Xen is definitely interesting technology, I like the idea of being able to offer pseudo-virtual hosting, where clients use shared IPs and are hosted on a single box but each client gets unfettered access to their own Linux install. One of the hosted OSes gets hosed/owned? Just blow it away and restore from a backup image.
And as someone who uses a KVM switch, I can definitely see the end-user benefits to being able to run multiple OSes on the same machine more-or-less natively. It would be interesting to see Xen support in Haiku when it matures, though I’m not sure how feasible that is.
Raise your hand if you actually read the article – or any article about Xen. Sheesh.
Can you run PPC Oses on x86? No.
Benches? – See the documentation portion of their site. They can’t cite specifics about VMWare due to licensing, but they do make general remarks about it. They compare against native Linux and User Mode Linux.
Differences between Xen and VMWare? Quite a bit. Xen does ‘paravirtualization’; that is, the guest OSes can have direct access to the underlying hardware for some things. And Xen requires modifications to the hosting OSes. VMware works somewhat differently according to the version; ESX includes its own host OS, whereas the other versions use a traditional OS (Windows, Linux). It does not require mods to the OS. Xen claims better performance.
Comparison to Managed Code. How about this for the significance of this: Starting, Stopping, and Migrating entire OS images between cluster machines. Xen is doing live guest OS migration. Not app. OS.
VMWare and Virtual PC in use by only a few people? $400 Million per year of ‘a few people’? Those few people must be using it in big ways, huh? Three words: Data Center Consolidation.
Who will write drivers for Xen? The same folks that write drivers for Linux. They already support a huge amount of hardware out there. And folks like Intel like them.
Why would Microsoft want to modify their OS to run under Xen?
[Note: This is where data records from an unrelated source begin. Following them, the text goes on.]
// src/cli/progress.rs — Terminal progress renderer for retry attempts

use crate::core::types::ProgressEvent;
use crate::util::preview;

/// One stderr line per event, so stdout carries only replies.
pub fn format_event(event: &ProgressEvent) -> String {
    match event {
        ProgressEvent::AttemptStart {
            attempt,
            max_attempts,
        } => format!("[attempt {}/{}] generating...", attempt, max_attempts),
        ProgressEvent::Rejected { attempt, feedback } => {
            format!("[attempt {}] rejected: {}", attempt, preview(feedback, 100))
        }
        ProgressEvent::Accepted { attempt } => format!("[attempt {}] accepted", attempt),
        ProgressEvent::Exhausted { attempts } => {
            format!("[gate] {} attempt(s) rejected; keeping the last reply", attempts)
        }
    }
}

/// Build a progress callback that writes formatted output to stderr.
/// Returns a closure suitable for `RetryController::with_progress()`.
pub fn terminal_progress() -> impl Fn(ProgressEvent) + Send + Sync + 'static {
    |event| eprintln!("{}", format_event(&event))
}

#[cfg(test)]
mod tests {
    use super::*;

    #[test]
    fn test_attempt_start() {
        let line = format_event(&ProgressEvent::AttemptStart {
            attempt: 2,
            max_attempts: 3,
        });
        assert_eq!(line, "[attempt 2/3] generating...");
    }

    #[test]
    fn test_rejected_is_single_line() {
        let line = format_event(&ProgressEvent::Rejected {
            attempt: 1,
            feedback: "too kind\nand too short".into(),
        });
        assert_eq!(line, "[attempt 1] rejected: too kind and too short");
    }

    #[test]
    fn test_exhausted() {
        let line = format_event(&ProgressEvent::Exhausted { attempts: 3 });
        assert!(line.contains("3 attempt(s)"));
    }
}
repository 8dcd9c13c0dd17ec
// src/cli/brief.rs — Print the instructions built from the loaded context

use crate::persona::PersonaBrief;

pub fn run_brief(brief: &PersonaBrief, evaluator: bool) {
    let text = if evaluator {
        brief.evaluator()
    } else {
        brief.responder()
    };
    println!("{}", text);
}
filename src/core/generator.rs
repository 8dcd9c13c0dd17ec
// src/core/generator.rs — Single in-character completion

use std::sync::Arc;

use crate::infra::errors::ProphetError;
use crate::provider::{ChatRequest, Message, ModelProvider, TokenUsage};

/// Sends one completion request to the primary model.
pub struct Generator {
    provider: Arc<dyn ModelProvider>,
    model_id: String,
}

/// A generated reply and what it cost.
#[derive(Debug, Clone)]
pub struct Candidate {
    pub text: String,
    pub usage: TokenUsage,
}

impl Generator {
    pub fn new(provider: Arc<dyn ModelProvider>, model_id: impl Into<String>) -> Self {
        Self {
            provider,
            model_id: model_id.into(),
        }
    }

    /// `[system] + history + [user message]`, history passed through untouched.
    ///
    /// Provider failures propagate; there is no local retry here.
    pub async fn generate(
        &self,
        system: &str,
        history: &[Message],
        message: &str,
    ) -> Result<Candidate, ProphetError> {
        let mut messages = Vec::with_capacity(history.len() + 2);
        messages.push(Message::system(system));
        messages.extend_from_slice(history);
        messages.push(Message::user(message));

        let response = self
            .provider
            .chat(ChatRequest {
                model: self.model_id.clone(),
                messages,
            })
            .await?;

        tracing::debug!(
            model = %self.model_id,
            chars = response.content.len(),
            tokens = response.usage.total(),
            "Generated candidate",
        );

        Ok(Candidate {
            text: response.content,
            usage: response.usage,
        })
    }
}
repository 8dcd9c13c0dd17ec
// src/cli/mod.rs — CLI definition (clap derive)

pub mod ask;
pub mod brief;
pub mod chat;
pub mod progress;

use std::path::PathBuf;

use clap::{Parser, Subcommand};

#[derive(Parser, Debug)]
#[command(
    name = "prophet",
    about = "In-character chat agent with an LLM quality gate",
    version
)]
pub struct Cli {
    /// Config file path
    #[arg(long, global = true)]
    pub config: Option<PathBuf>,

    /// Directory holding the actor, journal and rules documents
    #[arg(long, global = true)]
    pub context_dir: Option<PathBuf>,

    /// Model for in-character replies
    #[arg(short, long, global = true)]
    pub model: Option<String>,

    /// Model for the quality gate
    #[arg(long, global = true)]
    pub eval_model: Option<String>,

    /// Attempts per turn before the last reply is returned anyway
    #[arg(long, global = true)]
    pub max_attempts: Option<u8>,

    /// Verbose logging and per-attempt progress
    #[arg(short, long, global = true)]
    pub verbose: bool,

    #[command(subcommand)]
    pub command: Option<Commands>,
}

#[derive(Subcommand, Debug, PartialEq)]
pub enum Commands {
    /// Interactive chat session (default)
    Chat,
    /// Answer one message with no prior history
    Ask {
        /// The message
        #[arg(required = true, trailing_var_arg = true)]
        message: Vec<String>,
    },
    /// Print the instruction built from the loaded context
    Brief {
        /// Print the evaluator's instruction instead
        #[arg(long)]
        evaluator: bool,
    },
}
// src/main.rs — prophet entry point

use std::sync::Arc;

use clap::Parser;

use prophet::cli::{Cli, Commands};
use prophet::core::composer::PromptComposer;
use prophet::core::controller::RetryController;
use prophet::core::generator::Generator;
use prophet::evaluator::Evaluator;
use prophet::infra::config::Config;
use prophet::infra::logger;
use prophet::persona::PersonaBrief;
use prophet::provider::openai::OpenAIProvider;
use prophet::provider::ModelProvider;

#[tokio::main]
async fn main() {
    // .env values win over the inherited environment
    dotenvy::dotenv_override().ok();

    let cli = Cli::parse();

    // Respects RUST_LOG / PROPHET_LOG
    logger::init_logging(logger::level_for(cli.verbose));

    if let Err(e) = run(cli).await {
        eprintln!("error: {e}");
        std::process::exit(1);
    }
}

async fn run(cli: Cli) -> anyhow::Result<()> {
    let config = resolve_config(&cli)?;

    // A missing or unreadable context document aborts here; no partial persona.
    let brief = Arc::new(PersonaBrief::from_config(&config.persona)?);

    if let Some(Commands::Brief { evaluator }) = &cli.command {
        prophet::cli::brief::run_brief(&brief, *evaluator);
        return Ok(());
    }

    let provider: Arc<dyn ModelProvider> = Arc::new(OpenAIProvider::from_config(&config.provider)?);
    tracing::info!(
        provider = provider.id(),
        main = %config.models.main,
        eval = %config.models.eval,
        max_attempts = config.quality.max_attempts,
        "Starting",
    );

    let mut controller = RetryController::new(
        PromptComposer::new(brief.clone(), config.trigger.to_trigger()),
        Generator::new(provider.clone(), config.models.main.clone()),
        Evaluator::new(provider, config.models.eval.clone(), brief),
        config.quality.max_attempts,
    );
    if cli.verbose {
        controller = controller.with_progress(prophet::cli::progress::terminal_progress());
    }

    match cli.command {
        Some(Commands::Ask { message }) => {
            prophet::cli::ask::run_ask(&controller, &message.join(" ")).await
        }
        Some(Commands::Chat) | None => {
            prophet::cli::chat::run_chat(&controller, &config.chat.greeting).await
        }
        Some(Commands::Brief { .. }) => Ok(()),
    }
}

/// File, then environment, then flags.
fn resolve_config(cli: &Cli) -> anyhow::Result<Config> {
    let mut config = Config::load(cli.config.as_deref())?;
    config.apply_env_overrides()?;

    if let Some(ref dir) = cli.context_dir {
        config.persona.context_dir = dir.clone();
    }
    if let Some(ref model) = cli.model {
        config.models.main = model.clone();
    }
    if let Some(ref model) = cli.eval_model {
        config.models.eval = model.clone();
    }
    if let Some(n) = cli.max_attempts {
        config.quality.max_attempts = n;
    }
    config.validate()?;
    Ok(config)
}
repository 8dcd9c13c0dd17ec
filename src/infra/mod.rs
// src/infra/mod.rs

pub mod config;
pub mod errors;
pub mod logger;
pub mod paths;
// src/infra/errors.rs — Error types for prophet

use std::path::PathBuf;

use thiserror::Error;

#[derive(Error, Debug)]
pub enum ProphetError {
    // Provider errors (fatal for the current turn)
    #[error("Provider '{provider}' error: {message}")]
    Provider { provider: String, message: String },

    // Startup errors (fatal for the process)
    #[error("Context document {}: {message}", path.display())]
    Context { path: PathBuf, message: String },

    #[error("No API key found. Set {env_var} or add it to .env.")]
    MissingApiKey { env_var: String },

    #[error("Configuration error: {0}")]
    Config(String),

    #[error(transparent)]
    Other(#[from] anyhow::Error),
}

impl ProphetError {
    pub fn provider(provider: impl Into<String>, message: impl Into<String>) -> Self {
        Self::Provider {
            provider: provider.into(),
            message: message.into(),
        }
    }

    pub fn context(path: impl Into<PathBuf>, message: impl Into<String>) -> Self {
        Self::Context {
            path: path.into(),
            message: message.into(),
        }
    }

    /// True for failures raised by the model provider during a turn.
    pub fn is_transport(&self) -> bool {
        matches!(self, ProphetError::Provider { .. })
    }

    /// True for failures that must abort startup.
    pub fn is_startup(&self) -> bool {
        matches!(
            self,
            ProphetError::Context { .. }
                | ProphetError::MissingApiKey { .. }
                | ProphetError::Config(_)
        )
    }
}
They already have – at least partially. Read their papers, including the one where a MSer was a co-author. They couldn’t release their work on that because of licensing limitations.
The end of reliance on End Users OSes is not the goal of Xen.
Which chips support hypervisor? Again, read their docs. Apparently one of the AMD chips already has features which support performance improvements. Intel is working on virtualization features in their new VT chipsets.
Who would want to do this? I agree that Xen use at the desktop level is more of a stretch for me right now, too, but then I do have 3 machines at my desk and 3 more in the house. When I bought my first PC I certainly didn’t expect that many machines. Xen does make a lot of sense for consolidating multiple machines in a data center. Take a look at VMWare’s published numbers on utilization. Take a look at their ROI numbers.
As for VMware vs. Xen:
– VMWare supports MS as a host and guest OS. This may make or break which product is used in a particular situation.
– VMWare and Xen have process/OS migration strategies.
– VMWare has a management console; Xen appears to be working on one. [ Which is essential. ]
– Xen is free. VMWare is not.
– Xen requires host OS mods, VMWare does not. Think about this in terms of patch management/security issues.
Just my two cents.
You can run MacOS on an x86 machine…PearPC I think its called.
if you dont mind having it run like a snail on a turtles back…
That it was called CherryOS
Regardless of Xen, desktop virtualisation appears to be on the way and will enable loads of cool stuff as discussed in the article.
Xen is being talked up a lot since it has built an incredible momentum very rapidly. However there are rumours (see http://www.virtualization.info) that MS are planning to introduce a hypervisor into Longhorn’s server version.
Whilst MS aren’t wholly reliable in following through on Longhorn promises, the indications are that multiple major OSes are going to “natively” support some kind of hypervisor. Regardless of which hypervisor (if any) is more popular, it will enable some seriously cool stuff, both on the server and (eventually) in the home.
CherryOS was a closed source GPL infringing copy of PearPC.